Another pattern is the refrain of nullity. Phrases like “nothing worth Relating to day” (1804-05-20, 1804-05-31, 1804-06-18) and “nothing Remarkble” (1804-05-24, 1804-06-16) recur — a small honesty rare in expedition journals, where most narrators feel obligated to fill blank days. Floyd simply notes that nothing happened and goes to bed.
Change Across the Arc
Floyd’s journal does not so much develop as tighten. The earliest entries (1804-05-14 through late May) are skeletal, sometimes only a single line about weather. By early June, as the Missouri narrows and the creek-mouths multiply, the entries swell into the characteristic Floyd paragraph: hour, weather, creek names, widths, banks, miles, hunters’ kill, encampment side. From 1804-06-05 to 1804-07-21 — the heart of his surviving record — he is at his most fluent and most himself, and one can almost feel him taking pride in the form. The 1804-07-04 entry naming Independence Creek and Joseph Fields’s “Snake prarie” is the warmest, most lyrical paragraph he ever wrote:
we camped at one of the Butifules Praries I ever Saw open and butifulley Divided with Hills and vallies all presenting themselves
After mid-July a different pressure begins to bleed in. “The men is all Sick” (1804-07-11). “I am verry Sick and Has ben for Somtime” (1804-07-31). His final surviving entries (1804-08-13 through 1804-08-15) are strikingly short and physically modest: a fishing trip with Clark and ten men to Maha Creek, three hundred and seventeen fish counted — Floyd’s last act in the record is, characteristically, a tally. He died on August 20, 1804, of what was almost certainly a ruptured appendix. The journal stops without ceremony.
Comparisons
Set beside the other journalists, Floyd is the great minimalist. Where Lewis writes scientific essays and Clark stretches into ethnographic and topographic synthesis, Floyd does neither. He has none of Ordway’s self-conscious narrative shaping, none of Whitehouse’s later piety and sentence-padding, none of Gass’s printerly polish. The closest analogue is the early Ordway, but Ordway’s curiosity about people and discipline within the party give him a different temperature; Floyd’s eye stays on the river and the bank.

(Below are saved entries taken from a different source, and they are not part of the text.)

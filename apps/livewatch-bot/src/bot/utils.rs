use livewatch_core::TargetKind;
use livewatch_db::models::TargetStatus;
use teloxide::types::LinkPreviewOptions;

pub fn escape_html(text: &str) -> String {
    text.replace('&', "&amp;")
        .replace('<', "&lt;")
        .replace('>', "&gt;")
        .replace('"', "&quot;")
}

pub fn status_icon(status: TargetStatus) -> &'static str {
    match status {
        TargetStatus::Live => "🟢 LIVE",
        TargetStatus::Die => "🔴 DIE",
        TargetStatus::Unknown => "⚪ UNKNOWN",
    }
}

pub fn kind_label(kind: TargetKind) -> &'static str {
    match kind {
        TargetKind::Profile => "Profile/Page",
        TargetKind::Group => "Group",
    }
}

pub fn no_preview() -> LinkPreviewOptions {
    LinkPreviewOptions {
        is_disabled: true,
        url: None,
        prefer_small_media: false,
        prefer_large_media: false,
        show_above_text: false,
    }
}

/// Parses a comma-separated chat allow-list. Unparsable entries are ignored.
pub fn parse_chat_list(raw: &str) -> Vec<i64> {
    raw.split(',')
        .filter_map(|item| item.trim().parse().ok())
        .collect()
}

#[cfg(test)]
mod tests {
    use super::*;

    #[test]
    fn html_is_escaped() {
        assert_eq!(escape_html("a & <b>\"c\""), "a &amp; &lt;b&gt;&quot;c&quot;");
    }

    #[test]
    fn chat_list_skips_garbage() {
        assert_eq!(parse_chat_list(" 12, -100345 ,abc,,7"), vec![12, -100345, 7]);
        assert!(parse_chat_list("").is_empty());
    }
}
use teloxide::{dptree, prelude::*, types::Update};
use tracing::{error, info};

pub mod handlers;
pub mod keyboards;
pub mod utils;

pub async fn run_bot(
    bot: Bot,
    mut shutdown_signal: tokio::sync::broadcast::Receiver<()>,
    state: crate::AppState,
) {
    match bot.get_me().await {
        Ok(me) => info!(
            "Bot connected as @{}",
            me.username.clone().unwrap_or_else(|| "unknown".into())
        ),
        Err(e) => {
            error!("Bot failed to connect to Telegram: {}", e);
            return;
        }
    }

    let message_handler = Update::filter_message().endpoint(handlers::command::message_handler);
    let callback_handler =
        Update::filter_callback_query().endpoint(handlers::callback::callback_handler);

    let mut dispatcher = Dispatcher::builder(
        bot,
        dptree::entry().branch(message_handler).branch(callback_handler),
    )
    .dependencies(dptree::deps![state])
    .default_handler(|upd: std::sync::Arc<Update>| async move {
        tracing::debug!("Unhandled update: {:?}", upd.id);
    })
    .build();

    tokio::select! {
        _ = dispatcher.dispatch() => {
            info!("Bot dispatcher exited");
        }
        _ = shutdown_signal.recv() => {
            info!("Bot received shutdown signal, stopping...");
        }
    }
}
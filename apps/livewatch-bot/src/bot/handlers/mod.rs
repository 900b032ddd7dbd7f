pub mod callback;
pub mod command;
use crate::AppState;
use crate::bot::keyboards::watch_keyboard;
use crate::bot::utils::{escape_html, kind_label, no_preview, status_icon};
use crate::services::poll_scheduler::CycleOutcome;
use crate::services::watch_service::{AddOutcome, AddRequest, CheckedTarget, WatchError};
use chrono::Local;
use std::time::Duration;
use teloxide::prelude::*;
use teloxide::types::{InlineKeyboardMarkup, ParseMode};
use tracing::{error, info};

const LIST_PACING: Duration = Duration::from_millis(400);
const RULE: &str = "━━━━━━━━━━━━━━━━━━━━";

const HELP: &str = "👋 <b>LIVE/DIE watcher</b>\n\n\
    /add <code>link or id | note | owner | profile|group</code> - start watching\n\
    /addmany - one target per line: <code>link, note, owner, kind</code>\n\
    /list - re-check everything you watch\n\
    /remove <code>id</code> - stop watching\n\
    /id <code>link</code> - show the normalized id\n\
    /checknow - run a poll cycle now";

pub async fn message_handler(
    bot: Bot,
    msg: Message,
    state: AppState,
) -> Result<(), teloxide::RequestError> {
    let Some(text) = msg.text() else {
        return Ok(());
    };
    let Some((command, args)) = split_command(text) else {
        return Ok(());
    };
    let chat_id = msg.chat.id;

    if !state.is_allowed(chat_id.0) {
        info!("Rejected {} from chat {}", command, chat_id);
        bot.send_message(chat_id, "⛔ This bot is private.").await?;
        return Ok(());
    }

    match command.as_str() {
        "/start" | "/help" => reply_html(&bot, chat_id, HELP.to_string(), None).await?,
        "/add" => {
            if args.is_empty() {
                let usage = "Usage: /add <code>link | note | owner | kind</code>";
                reply_html(&bot, chat_id, usage.to_string(), None).await?;
                return Ok(());
            }
            add_one(&bot, chat_id, &state, AddRequest::parse(args, '|')).await?;
        }
        "/addmany" => {
            let lines: Vec<&str> = args.lines().map(str::trim).filter(|l| !l.is_empty()).collect();
            if lines.is_empty() {
                let usage =
                    "Usage: /addmany then one <code>link, note, owner, kind</code> per line";
                reply_html(&bot, chat_id, usage.to_string(), None).await?;
                return Ok(());
            }
            for line in lines {
                add_one(&bot, chat_id, &state, AddRequest::parse(line, ',')).await?;
            }
        }
        "/list" => list(&bot, chat_id, &state).await?,
        "/remove" => {
            if args.is_empty() {
                bot.send_message(chat_id, "Usage: /remove <id>").await?;
                return Ok(());
            }
            let reply = match state.watch.remove(chat_id.0, args).await {
                Ok((id, true)) => format!("🗑️ Stopped watching {}", id),
                Ok((id, false)) => format!("ℹ️ {} is not on your list", id),
                Err(e) => {
                    error!("Failed to remove {} for {}: {:#}", args, chat_id, e);
                    "❌ Could not update your list, try again later".to_string()
                }
            };
            bot.send_message(chat_id, reply).await?;
        }
        "/id" => {
            let reply = match state.watch.identify(args) {
                Ok(target) => format!(
                    "🪪 <b>ID</b>: <code>{}</code>\n📂 <b>Kind</b>: {}\n🔗 {}",
                    escape_html(&target.id),
                    kind_label(target.kind),
                    escape_html(&target.canonical_url)
                ),
                Err(e) => format!("❌ {}", escape_html(&e.to_string())),
            };
            reply_html(&bot, chat_id, reply, None).await?;
        }
        "/checknow" => {
            if state.scheduler.is_running() {
                bot.send_message(chat_id, "⏳ A check is already running").await?;
                return Ok(());
            }
            bot.send_message(chat_id, "⏳ Checking all targets...").await?;
            let reply = match state.scheduler.try_run_cycle().await {
                Ok(CycleOutcome::Completed(report)) => format!(
                    "✅ Checked {}: {} changed, {} unresolved, {} failed",
                    report.checked, report.transitions, report.unresolved, report.failed
                ),
                Ok(CycleOutcome::Skipped) => "⏳ A check is already running".to_string(),
                Err(e) => {
                    error!("Manual poll cycle failed: {:#}", e);
                    "❌ Check failed, see logs".to_string()
                }
            };
            bot.send_message(chat_id, reply).await?;
        }
        _ => {}
    }

    Ok(())
}

async fn add_one(
    bot: &Bot,
    chat_id: ChatId,
    state: &AppState,
    request: Result<AddRequest, WatchError>,
) -> Result<(), teloxide::RequestError> {
    let result = match request {
        Ok(request) => state.watch.add(chat_id.0, request).await,
        Err(e) => Err(e),
    };

    match result {
        Ok(outcome) => {
            let keyboard = watch_keyboard(&outcome.target.id, &outcome.target.canonical_url);
            reply_html(bot, chat_id, added_card(&outcome), Some(keyboard)).await
        }
        Err(WatchError::Store(e)) => {
            error!("Failed to add target for {}: {:#}", chat_id, e);
            bot.send_message(chat_id, "❌ Could not save, try again later").await?;
            Ok(())
        }
        Err(e) => {
            let text = format!("❌ {}", escape_html(&e.to_string()));
            reply_html(bot, chat_id, text, None).await
        }
    }
}

async fn list(bot: &Bot, chat_id: ChatId, state: &AppState) -> Result<(), teloxide::RequestError> {
    let watched = match state.watch.list(chat_id.0).await {
        Ok(watched) => watched,
        Err(e) => {
            error!("Failed to list targets for {}: {:#}", chat_id, e);
            bot.send_message(chat_id, "❌ Could not load your list").await?;
            return Ok(());
        }
    };
    if watched.is_empty() {
        bot.send_message(chat_id, "📭 You are not watching anything yet").await?;
        return Ok(());
    }

    bot.send_message(chat_id, format!("🔄 Re-checking {} targets...", watched.len()))
        .await?;
    for (i, item) in watched.into_iter().enumerate() {
        if i > 0 {
            tokio::time::sleep(LIST_PACING).await;
        }
        let target_id = item.target_id.clone();
        match state.watch.check(item).await {
            Ok(checked) => {
                let keyboard = watch_keyboard(&checked.watched.target_id, &checked.watched.url);
                reply_html(bot, chat_id, list_card(&checked), Some(keyboard)).await?;
            }
            Err(e) => error!("Failed to re-check {} for {}: {:#}", target_id, chat_id, e),
        }
    }
    Ok(())
}

async fn reply_html(
    bot: &Bot,
    chat_id: ChatId,
    text: String,
    keyboard: Option<InlineKeyboardMarkup>,
) -> Result<(), teloxide::RequestError> {
    let mut request = bot
        .send_message(chat_id, text)
        .parse_mode(ParseMode::Html)
        .link_preview_options(no_preview());
    if let Some(keyboard) = keyboard {
        request = request.reply_markup(keyboard);
    }
    request.await?;
    Ok(())
}

fn added_card(outcome: &AddOutcome) -> String {
    let target = &outcome.target;
    format!(
        "✅ <b>Now watching</b>\n{RULE}\n\
         🪪 <b>ID</b>: <a href=\"{url}\">{id}</a>\n\
         {name}\
         📂 <b>Kind</b>: {kind}\n\
         📝 <b>Note</b>: {note}\n\
         🙍 <b>Owner</b>: {owner}\n\
         📌 <b>Added</b>: {added}\n\
         📟 <b>Status</b>: {status}\n{RULE}",
        url = escape_html(&target.canonical_url),
        id = escape_html(&target.id),
        name = name_line(outcome.display_name.as_deref()),
        kind = kind_label(target.kind),
        note = escape_html(outcome.annotation.as_deref().unwrap_or("—")),
        owner = escape_html(outcome.owner_label.as_deref().unwrap_or("—")),
        added = Local::now().format("%Y-%m-%d %H:%M:%S"),
        status = status_icon(outcome.status),
    )
}

fn list_card(checked: &CheckedTarget) -> String {
    let watched = &checked.watched;
    format!(
        "{RULE}\n\
         🪪 <b>ID</b>: <a href=\"{url}\">{id}</a>\n\
         {name}\
         📂 <b>Kind</b>: {kind}\n\
         📝 <b>Note</b>: {note}\n\
         🙍 <b>Owner</b>: {owner}\n\
         📟 <b>Status</b>: {status}\n{RULE}",
        url = escape_html(&watched.url),
        id = escape_html(&watched.target_id),
        name = name_line(checked.display_name.as_deref()),
        kind = kind_label(watched.target_kind()),
        note = escape_html(watched.annotation.as_deref().unwrap_or("—")),
        owner = escape_html(watched.owner_label.as_deref().unwrap_or("—")),
        status = status_icon(checked.status),
    )
}

fn name_line(name: Option<&str>) -> String {
    name.map(|n| format!("👤 <b>Name</b>: {}\n", escape_html(n)))
        .unwrap_or_default()
}

/// `/cmd@bot args` → (`/cmd`, `args`).
fn split_command(text: &str) -> Option<(String, &str)> {
    let text = text.trim();
    if !text.starts_with('/') {
        return None;
    }
    let (head, rest) = text
        .split_once(char::is_whitespace)
        .unwrap_or((text, ""));
    let name = head.split('@').next().unwrap_or(head).to_ascii_lowercase();
    Some((name, rest.trim()))
}

#[cfg(test)]
mod tests {
    use super::*;
    use livewatch_core::{NormalizedTarget, TargetKind};
    use livewatch_db::models::TargetStatus;

    #[test]
    fn commands_are_split_from_arguments() {
        assert_eq!(
            split_command("/add 123456789 | note"),
            Some(("/add".to_string(), "123456789 | note"))
        );
        assert_eq!(
            split_command("/List@livewatch_bot"),
            Some(("/list".to_string(), ""))
        );
        assert_eq!(
            split_command("/addmany\njane.doe, a\n123456789, b"),
            Some(("/addmany".to_string(), "jane.doe, a\n123456789, b"))
        );
        assert_eq!(split_command("hello"), None);
    }

    #[test]
    fn added_card_shows_fields() {
        let outcome = AddOutcome {
            target: NormalizedTarget {
                id: "abc123".to_string(),
                canonical_url: "https://mbasic.facebook.com/groups/abc123".to_string(),
                kind: TargetKind::Group,
            },
            status: TargetStatus::Unknown,
            display_name: None,
            annotation: Some("a & b".to_string()),
            owner_label: None,
        };
        let card = added_card(&outcome);
        assert!(card.contains("📂 <b>Kind</b>: Group"));
        assert!(card.contains("a &amp; b"));
        assert!(card.contains("⚪ UNKNOWN"));
        assert!(!card.contains("<b>Name</b>"));
    }
}
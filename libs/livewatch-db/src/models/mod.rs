pub mod subscription;
pub mod target;

pub use subscription::{Subscription, WatchedTarget};
pub use target::{Target, TargetStatus};
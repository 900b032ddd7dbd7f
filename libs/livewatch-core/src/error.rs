use thiserror::Error;

/// Input validation failures. Surfaced to the caller as-is and never retried.
#[derive(Debug, Error, Clone, PartialEq, Eq)]
pub enum NormalizeError {
    #[error("not a link to {expected}: {input}")]
    InvalidSource { input: String, expected: String },
    #[error("invalid identifier: {0}")]
    InvalidIdentifier(String),
}

/// Transient failure of a single probe. Always absorbed into an inconclusive result.
#[derive(Debug, Error)]
pub enum ProbeError {
    #[error("request timed out")]
    Timeout,
    #[error("transport error: {0}")]
    Transport(#[source] reqwest::Error),
    #[error("failed to read body: {0}")]
    Body(#[source] reqwest::Error),
}

impl From<reqwest::Error> for ProbeError {
    fn from(err: reqwest::Error) -> Self {
        if err.is_timeout() {
            ProbeError::Timeout
        } else if err.is_body() || err.is_decode() {
            ProbeError::Body(err)
        } else {
            ProbeError::Transport(err)
        }
    }
}
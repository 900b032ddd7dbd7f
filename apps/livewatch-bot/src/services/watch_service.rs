use crate::services::status_tracker::StatusTracker;
use livewatch_core::{LivenessCheck, NormalizeError, NormalizedTarget, Normalizer, TargetKind};
use livewatch_db::models::{TargetStatus, WatchedTarget};
use livewatch_db::repositories::{SubscriptionRepository, TargetRepository};
use std::sync::Arc;
use thiserror::Error;
use tracing::info;

#[derive(Debug, Error)]
pub enum WatchError {
    #[error(transparent)]
    Invalid(#[from] NormalizeError),
    #[error("{0}")]
    BadRequest(String),
    #[error(transparent)]
    Store(#[from] anyhow::Error),
}

/// One parsed add request: `target | note | owner | kind`.
#[derive(Debug, Clone, PartialEq, Eq, Default)]
pub struct AddRequest {
    pub target: String,
    pub annotation: Option<String>,
    pub owner_label: Option<String>,
    pub kind: Option<TargetKind>,
}

impl AddRequest {
    /// Splits `line` on `separator`. Empty fields count as absent.
    pub fn parse(line: &str, separator: char) -> Result<Self, WatchError> {
        let mut fields = line.split(separator).map(str::trim);
        let target = fields.next().unwrap_or_default().to_string();
        if target.is_empty() {
            return Err(WatchError::BadRequest("missing target".to_string()));
        }

        let mut optional = || {
            fields
                .next()
                .filter(|field| !field.is_empty())
                .map(str::to_string)
        };
        let annotation = optional();
        let owner_label = optional();
        let kind = optional()
            .map(|raw| raw.parse::<TargetKind>().map_err(WatchError::BadRequest))
            .transpose()?;

        Ok(Self {
            target,
            annotation,
            owner_label,
            kind,
        })
    }
}

#[derive(Debug, Clone)]
pub struct AddOutcome {
    pub target: NormalizedTarget,
    pub status: TargetStatus,
    pub display_name: Option<String>,
    pub annotation: Option<String>,
    pub owner_label: Option<String>,
}

/// Current state of one watched target after a live re-check.
#[derive(Debug, Clone)]
pub struct CheckedTarget {
    pub watched: WatchedTarget,
    pub status: TargetStatus,
    pub display_name: Option<String>,
}

/// Command-side flows: add, list, remove, identify.
#[derive(Clone)]
pub struct WatchService {
    normalizer: Normalizer,
    resolver: Arc<dyn LivenessCheck>,
    targets: TargetRepository,
    subscriptions: SubscriptionRepository,
    tracker: StatusTracker,
}

impl WatchService {
    pub fn new(
        normalizer: Normalizer,
        resolver: Arc<dyn LivenessCheck>,
        targets: TargetRepository,
        subscriptions: SubscriptionRepository,
        tracker: StatusTracker,
    ) -> Self {
        Self {
            normalizer,
            resolver,
            targets,
            subscriptions,
            tracker,
        }
    }

    pub fn identify(&self, input: &str) -> Result<NormalizedTarget, NormalizeError> {
        self.normalizer.normalize(input, None)
    }

    /// normalize → resolve → store → subscribe. An unresolved probe leaves the target `UNKNOWN`.
    /// A target nobody watched yet is stored directly since there is nobody to alert.
    /// An already stored target keeps the URL it was first added with.
    pub async fn add(
        &self,
        watcher_id: i64,
        request: AddRequest,
    ) -> Result<AddOutcome, WatchError> {
        let mut target = self.normalizer.normalize(&request.target, request.kind)?;

        let stored_url = self.targets.get(&target.id).await?.map(|t| t.url);
        let known = stored_url.is_some();
        if let Some(url) = stored_url {
            target.canonical_url = url;
        }
        let resolution = self.resolver.resolve(&target.id, &target.canonical_url).await;

        match (known, resolution) {
            // Watched by others already: their alerts go through the tracker.
            (true, Some(resolution)) => {
                self.tracker
                    .apply(&target.id, &target.canonical_url, &resolution)
                    .await?;
            }
            (false, Some(resolution)) => {
                self.targets
                    .upsert(
                        &target.id,
                        &target.canonical_url,
                        resolution.display_name.as_deref(),
                        resolution.status.into(),
                    )
                    .await?;
            }
            (_, None) => {
                self.targets.ensure(&target.id, &target.canonical_url).await?;
            }
        }

        self.subscriptions
            .record(
                watcher_id,
                &target.id,
                request.annotation.as_deref(),
                request.owner_label.as_deref(),
                target.kind,
            )
            .await?;

        let stored = self.targets.get(&target.id).await?;
        let (status, display_name) = stored
            .map(|t| (t.last_status, t.display_name))
            .unwrap_or((TargetStatus::Unknown, None));
        info!("{} now watches {} ({})", watcher_id, target.id, status);

        Ok(AddOutcome {
            target,
            status,
            display_name,
            annotation: request.annotation,
            owner_label: request.owner_label,
        })
    }

    pub async fn list(&self, watcher_id: i64) -> anyhow::Result<Vec<WatchedTarget>> {
        self.subscriptions.list_for_watcher(watcher_id).await
    }

    /// Re-resolves one watched target and returns what is stored afterwards.
    pub async fn check(&self, watched: WatchedTarget) -> anyhow::Result<CheckedTarget> {
        let mut status = watched.last_status;
        let mut display_name = watched.display_name.clone();

        if let Some(resolution) = self.resolver.resolve(&watched.target_id, &watched.url).await {
            self.tracker
                .apply(&watched.target_id, &watched.url, &resolution)
                .await?;
            status = resolution.status.into();
            display_name = resolution.display_name.or(display_name);
        }

        Ok(CheckedTarget {
            watched,
            status,
            display_name,
        })
    }

    /// Accepts a link or a raw id. Returns the id and whether anything was removed.
    pub async fn remove(&self, watcher_id: i64, input: &str) -> anyhow::Result<(String, bool)> {
        let id = match self.normalizer.normalize(input, None) {
            Ok(target) => target.id,
            Err(_) => input.trim().to_string(),
        };
        let removed = self.subscriptions.remove(watcher_id, &id).await?;
        if removed {
            info!("{} stopped watching {}", watcher_id, id);
        }
        Ok((id, removed))
    }
}
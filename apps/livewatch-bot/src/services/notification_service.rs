use crate::bot::utils::{escape_html, status_icon};
use crate::services::status_tracker::TransitionEvent;
use anyhow::Result;
use async_trait::async_trait;
use futures::future::join_all;
use livewatch_core::Liveness;
use livewatch_db::models::{Subscription, TargetStatus};
use livewatch_db::repositories::SubscriptionRepository;
use std::sync::Arc;
use tokio::sync::mpsc::UnboundedReceiver;
use tracing::{error, info, warn};

/// An HTML alert ready to hand to a transport.
#[derive(Debug, Clone, PartialEq)]
pub struct RenderedMessage {
    pub target_id: String,
    pub url: String,
    pub text: String,
}

/// Transport used to reach a watcher.
#[async_trait]
pub trait Deliver: Send + Sync {
    async fn deliver(&self, watcher_id: i64, message: &RenderedMessage) -> Result<()>;
}

#[derive(Debug, Clone, Copy, Default, PartialEq, Eq)]
pub struct DeliveryReport {
    pub sent: usize,
    pub failed: usize,
}

/// Fans transition events out to every subscriber of the target.
pub struct NotificationService {
    subscriptions: SubscriptionRepository,
    transport: Arc<dyn Deliver>,
}

impl NotificationService {
    pub fn new(subscriptions: SubscriptionRepository, transport: Arc<dyn Deliver>) -> Self {
        Self {
            subscriptions,
            transport,
        }
    }

    /// Drains events one at a time so alerts for a target keep their order.
    pub async fn run(self, mut events: UnboundedReceiver<TransitionEvent>) {
        info!("Notifier started");
        while let Some(event) = events.recv().await {
            if let Err(e) = self.notify(&event).await {
                error!("Failed to notify watchers of {}: {:#}", event.target_id, e);
            }
        }
        info!("Notifier stopped: event channel closed");
    }

    pub async fn notify(&self, event: &TransitionEvent) -> Result<DeliveryReport> {
        let subscribers = self.subscriptions.subscribers_of(&event.target_id).await?;
        if subscribers.is_empty() {
            info!("No watchers for {}, nothing to send", event.target_id);
            return Ok(DeliveryReport::default());
        }

        let deliveries = subscribers.iter().map(|sub| {
            let message = render_transition(event, sub);
            async move {
                let result = self.transport.deliver(sub.watcher_id, &message).await;
                (sub.watcher_id, result)
            }
        });

        let mut report = DeliveryReport::default();
        for (watcher_id, result) in join_all(deliveries).await {
            match result {
                Ok(()) => report.sent += 1,
                Err(e) => {
                    report.failed += 1;
                    warn!("Failed to notify {} about {}: {:#}", watcher_id, event.target_id, e);
                }
            }
        }

        info!(
            "{} {} -> {}: {}/{} alerts sent, {} failed",
            event.target_id,
            event.previous,
            event.current,
            report.sent,
            subscribers.len(),
            report.failed
        );
        Ok(report)
    }
}

pub fn render_transition(event: &TransitionEvent, sub: &Subscription) -> RenderedMessage {
    let headline = match event.current {
        Liveness::Live => "🚀 <b>Back LIVE!</b>",
        Liveness::Die => "☠️ <b>Went DIE!</b>",
    };
    let name_line = event
        .display_name
        .as_deref()
        .map(|name| format!("👤 <b>Name</b>: {}\n", escape_html(name)))
        .unwrap_or_default();

    let text = format!(
        "{headline}\n\
         ━━━━━━━━━━━━━━━━━━━━\n\
         🪪 <b>ID</b>: <a href=\"{url}\">{id}</a>\n\
         {name_line}\
         📝 <b>Note</b>: {note}\n\
         🙍 <b>Owner</b>: {owner}\n\
         📟 <b>Status</b>: {old} → {new}\n\
         ⏰ <b>Time</b>: {time}\n\
         ━━━━━━━━━━━━━━━━━━━━",
        url = escape_html(&event.url),
        id = escape_html(&event.target_id),
        note = escape_html(sub.annotation.as_deref().unwrap_or("—")),
        owner = escape_html(sub.owner_label.as_deref().unwrap_or("—")),
        old = status_icon(event.previous),
        new = status_icon(TargetStatus::from(event.current)),
        time = event.observed_at.format("%Y-%m-%d %H:%M:%S"),
    );

    RenderedMessage {
        target_id: event.target_id.clone(),
        url: event.url.clone(),
        text,
    }
}
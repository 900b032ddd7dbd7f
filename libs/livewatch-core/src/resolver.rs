use crate::Resolution;
use crate::config::EngineConfig;
use crate::probe::{HttpProbe, Probe};
use crate::variants::VariantGenerator;
use async_trait::async_trait;
use std::sync::Arc;
use tracing::{debug, info};

/// Resolves a target to a definitive verdict, or `None` when nothing was conclusive.
#[async_trait]
pub trait LivenessCheck: Send + Sync {
    async fn resolve(&self, id: &str, canonical_url: &str) -> Option<Resolution>;
}

#[derive(Clone)]
pub struct LivenessResolver {
    variants: VariantGenerator,
    probe: Arc<dyn Probe>,
}

impl LivenessResolver {
    pub fn new(variants: VariantGenerator, probe: Arc<dyn Probe>) -> Self {
        Self { variants, probe }
    }

    /// Resolver backed by real HTTP probes.
    pub fn from_config(config: &EngineConfig) -> Self {
        Self::new(
            VariantGenerator::new(config.provider.clone()),
            Arc::new(HttpProbe::new(config)),
        )
    }
}

#[async_trait]
impl LivenessCheck for LivenessResolver {
    async fn resolve(&self, id: &str, canonical_url: &str) -> Option<Resolution> {
        let candidates = self.variants.generate(id, canonical_url);
        let total = candidates.len();

        for (attempt, variant) in candidates.iter().enumerate() {
            let result = self.probe.probe(variant).await;
            if let Some(status) = result.status.verdict() {
                debug!(
                    "{} resolved {} on attempt {}/{} via {} [{}]",
                    id,
                    status,
                    attempt + 1,
                    total,
                    variant.url,
                    variant.profile.name
                );
                return Some(Resolution {
                    status,
                    display_name: result.display_name,
                });
            }
        }

        info!("{} unresolved after {} variants", id, total);
        None
    }
}
use anyhow::{Context, Result};
use sqlx::sqlite::{SqliteConnectOptions, SqliteJournalMode, SqlitePoolOptions};
use sqlx::SqlitePool;
use std::str::FromStr;
use std::time::Duration;
use tracing::info;

/// Opens (creating if needed) the SQLite database and applies migrations.
pub async fn connect(database_url: &str) -> Result<SqlitePool> {
    if !database_url.starts_with("sqlite:") {
        return Err(anyhow::anyhow!("DATABASE_URL must start with sqlite://"));
    }

    let options = SqliteConnectOptions::from_str(database_url)
        .with_context(|| format!("Invalid DATABASE_URL '{}'", database_url))?
        .create_if_missing(true)
        .journal_mode(SqliteJournalMode::Wal)
        .foreign_keys(true)
        .busy_timeout(Duration::from_secs(10));

    let pool = SqlitePoolOptions::new()
        .max_connections(5)
        .connect_with(options)
        .await
        .context("Failed to connect to SQLite")?;

    migrate(&pool).await?;
    info!("Database ready at {}", database_url);
    Ok(pool)
}

/// Private in-memory database on a single pinned connection.
pub async fn connect_in_memory() -> Result<SqlitePool> {
    let options = SqliteConnectOptions::from_str("sqlite::memory:")?.foreign_keys(true);

    let pool = SqlitePoolOptions::new()
        .max_connections(1)
        .min_connections(1)
        .idle_timeout(None)
        .max_lifetime(None)
        .connect_with(options)
        .await
        .context("Failed to open in-memory SQLite")?;

    migrate(&pool).await?;
    Ok(pool)
}

async fn migrate(pool: &SqlitePool) -> Result<()> {
    sqlx::migrate!("./migrations")
        .run(pool)
        .await
        .context("Failed to run migrations")
}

What Floyd offers that nobody else does is a sergeant’s-eye Missouri: the river as it appeared to a working noncom, measured creek by creek, encampment by encampment, in the cadence of a logbook. He is also the most reliable witness for one specific genre of detail — small unnamed creeks, French place-names heard from boatmen (“un batteur La benne,” “River Le Bleue,” “Beyeu”), and the Franco-Indian commercial traffic the party kept meeting in early June. His encounters with the two Frenchmen returning from the Kansas (1804-06-05), the pirogue from the Osage village (1804-05-31), the canoes from the Ponca with a “Negro [Mallatto]” (1804-06-14), and the five canoes down from the Sioux loaded with peltry and grease (1804-06-12) form, taken together, a sketch of the lower Missouri as a working trade corridor that the more literary narrators tend to flatten.
His phonetic spellings preserve, almost accidentally, a layer of pronunciation: “Soux” for Sioux, “Poncye” for Ponca, “Mahas” for Omaha, “Souttoes” for Otoe, “Granma mohug” for Grand Nemaha, “Whipperwill Creek,” “Tarcio,” “Tarkuo.” Read aloud, his journal is a phonographic record of the expedition’s verbal world.
What we have, in the end, is the diary of a competent, uncomplaining, observant young man who kept faith with his task — and whose plainness is itself a kind of testimony. Floyd never tells us what he hoped or feared. He tells us how wide the creeks were, what side the camp was on, and how many deer the hunters brought in. Then, on the last day of July, he admits he has been very sick. Then he goes fishing with Clark. Then the journal ends.